== TASK BRIEF ==
Only lines that contain the word "field" belong in the answer; copy them from the records below.

== THE DATA ==
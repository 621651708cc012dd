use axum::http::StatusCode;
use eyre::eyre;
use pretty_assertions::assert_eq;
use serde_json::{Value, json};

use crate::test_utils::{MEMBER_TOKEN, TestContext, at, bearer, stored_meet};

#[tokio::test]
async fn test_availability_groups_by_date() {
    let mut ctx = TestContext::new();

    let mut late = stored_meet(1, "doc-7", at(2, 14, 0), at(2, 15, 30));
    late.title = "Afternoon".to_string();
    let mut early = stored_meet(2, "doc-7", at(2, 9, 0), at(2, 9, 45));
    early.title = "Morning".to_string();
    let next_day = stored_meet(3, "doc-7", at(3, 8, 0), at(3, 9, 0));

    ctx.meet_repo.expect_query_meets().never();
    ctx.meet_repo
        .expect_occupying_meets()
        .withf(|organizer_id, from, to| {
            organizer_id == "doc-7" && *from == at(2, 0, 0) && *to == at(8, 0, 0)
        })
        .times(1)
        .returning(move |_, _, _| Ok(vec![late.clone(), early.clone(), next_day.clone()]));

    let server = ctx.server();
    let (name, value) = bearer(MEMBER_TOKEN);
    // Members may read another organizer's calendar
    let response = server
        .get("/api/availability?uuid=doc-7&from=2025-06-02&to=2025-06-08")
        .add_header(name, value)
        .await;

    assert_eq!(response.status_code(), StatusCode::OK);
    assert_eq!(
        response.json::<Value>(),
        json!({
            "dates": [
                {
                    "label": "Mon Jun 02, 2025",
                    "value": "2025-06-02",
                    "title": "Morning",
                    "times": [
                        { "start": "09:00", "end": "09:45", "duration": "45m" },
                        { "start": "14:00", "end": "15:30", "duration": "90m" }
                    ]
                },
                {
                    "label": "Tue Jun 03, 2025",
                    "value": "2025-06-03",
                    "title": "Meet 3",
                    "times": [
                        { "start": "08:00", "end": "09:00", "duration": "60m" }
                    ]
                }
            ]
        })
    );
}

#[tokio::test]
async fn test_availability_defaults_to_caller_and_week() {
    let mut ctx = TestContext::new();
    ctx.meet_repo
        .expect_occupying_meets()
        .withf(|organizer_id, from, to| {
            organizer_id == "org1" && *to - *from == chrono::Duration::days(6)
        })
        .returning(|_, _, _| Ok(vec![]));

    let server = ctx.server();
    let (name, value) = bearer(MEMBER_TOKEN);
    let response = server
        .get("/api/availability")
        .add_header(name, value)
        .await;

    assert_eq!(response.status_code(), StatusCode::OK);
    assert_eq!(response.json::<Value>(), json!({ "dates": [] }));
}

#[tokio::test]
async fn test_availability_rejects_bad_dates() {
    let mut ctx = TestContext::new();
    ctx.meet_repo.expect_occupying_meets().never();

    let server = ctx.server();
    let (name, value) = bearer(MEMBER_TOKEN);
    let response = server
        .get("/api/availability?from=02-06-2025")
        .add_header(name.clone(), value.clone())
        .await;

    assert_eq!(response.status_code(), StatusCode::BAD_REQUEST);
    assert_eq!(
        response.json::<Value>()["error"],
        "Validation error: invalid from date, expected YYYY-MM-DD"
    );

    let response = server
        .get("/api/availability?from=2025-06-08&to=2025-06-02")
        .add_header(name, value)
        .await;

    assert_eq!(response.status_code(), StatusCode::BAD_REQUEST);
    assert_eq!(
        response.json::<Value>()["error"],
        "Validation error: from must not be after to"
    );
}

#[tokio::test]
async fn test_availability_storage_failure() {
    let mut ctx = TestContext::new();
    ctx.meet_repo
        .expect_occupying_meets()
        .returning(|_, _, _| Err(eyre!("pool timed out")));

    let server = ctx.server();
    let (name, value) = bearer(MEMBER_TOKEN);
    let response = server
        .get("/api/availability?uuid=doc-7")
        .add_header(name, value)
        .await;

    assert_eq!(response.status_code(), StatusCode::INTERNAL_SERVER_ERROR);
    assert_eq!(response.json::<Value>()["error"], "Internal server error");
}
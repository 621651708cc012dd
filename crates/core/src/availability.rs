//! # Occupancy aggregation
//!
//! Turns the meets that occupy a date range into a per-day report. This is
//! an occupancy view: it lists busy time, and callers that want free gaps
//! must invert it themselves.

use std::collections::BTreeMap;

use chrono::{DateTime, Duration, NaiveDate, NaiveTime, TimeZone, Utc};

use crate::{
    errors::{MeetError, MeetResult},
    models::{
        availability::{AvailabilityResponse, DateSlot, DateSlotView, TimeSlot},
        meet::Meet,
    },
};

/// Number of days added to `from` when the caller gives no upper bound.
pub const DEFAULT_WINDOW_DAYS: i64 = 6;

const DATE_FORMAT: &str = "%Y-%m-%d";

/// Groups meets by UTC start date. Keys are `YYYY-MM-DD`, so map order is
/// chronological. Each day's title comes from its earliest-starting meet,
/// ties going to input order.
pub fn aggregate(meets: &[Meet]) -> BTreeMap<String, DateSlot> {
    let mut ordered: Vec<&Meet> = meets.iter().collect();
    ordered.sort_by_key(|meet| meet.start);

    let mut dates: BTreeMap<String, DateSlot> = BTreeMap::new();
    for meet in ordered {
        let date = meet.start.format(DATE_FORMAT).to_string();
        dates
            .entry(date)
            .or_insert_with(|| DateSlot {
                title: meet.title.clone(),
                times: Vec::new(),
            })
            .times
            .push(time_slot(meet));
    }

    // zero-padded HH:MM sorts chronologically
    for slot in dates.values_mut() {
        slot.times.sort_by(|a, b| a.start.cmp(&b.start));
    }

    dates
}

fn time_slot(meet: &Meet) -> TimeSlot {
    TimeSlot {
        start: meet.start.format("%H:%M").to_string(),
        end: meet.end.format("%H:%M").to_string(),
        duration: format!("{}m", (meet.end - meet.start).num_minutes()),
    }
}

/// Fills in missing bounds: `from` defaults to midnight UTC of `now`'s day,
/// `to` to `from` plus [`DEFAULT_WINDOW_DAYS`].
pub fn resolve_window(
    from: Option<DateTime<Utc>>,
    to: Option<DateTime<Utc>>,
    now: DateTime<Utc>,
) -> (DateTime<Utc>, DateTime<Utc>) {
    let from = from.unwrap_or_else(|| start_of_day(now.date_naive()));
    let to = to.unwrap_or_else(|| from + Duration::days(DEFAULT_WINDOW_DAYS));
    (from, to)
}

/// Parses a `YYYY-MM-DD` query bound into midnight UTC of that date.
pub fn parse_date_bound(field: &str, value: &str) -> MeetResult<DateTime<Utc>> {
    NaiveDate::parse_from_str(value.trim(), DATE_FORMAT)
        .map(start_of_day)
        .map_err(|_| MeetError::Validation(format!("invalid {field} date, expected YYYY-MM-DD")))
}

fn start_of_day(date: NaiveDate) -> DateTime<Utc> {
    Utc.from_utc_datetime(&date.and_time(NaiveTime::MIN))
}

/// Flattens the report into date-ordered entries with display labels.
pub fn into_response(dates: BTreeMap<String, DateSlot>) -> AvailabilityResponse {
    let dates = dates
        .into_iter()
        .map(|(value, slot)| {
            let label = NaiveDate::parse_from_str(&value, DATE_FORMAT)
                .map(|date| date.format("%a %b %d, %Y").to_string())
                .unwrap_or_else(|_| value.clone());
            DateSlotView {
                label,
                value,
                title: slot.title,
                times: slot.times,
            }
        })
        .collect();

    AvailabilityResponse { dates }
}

== TASK ANSWER ==
pub fn parse_date_bound(field: &str, value: &str) -> MeetResult<DateTime<Utc>> {
        .map_err(|_| MeetError::Validation(format!("invalid {field} date, expected YYYY-MM-DD")))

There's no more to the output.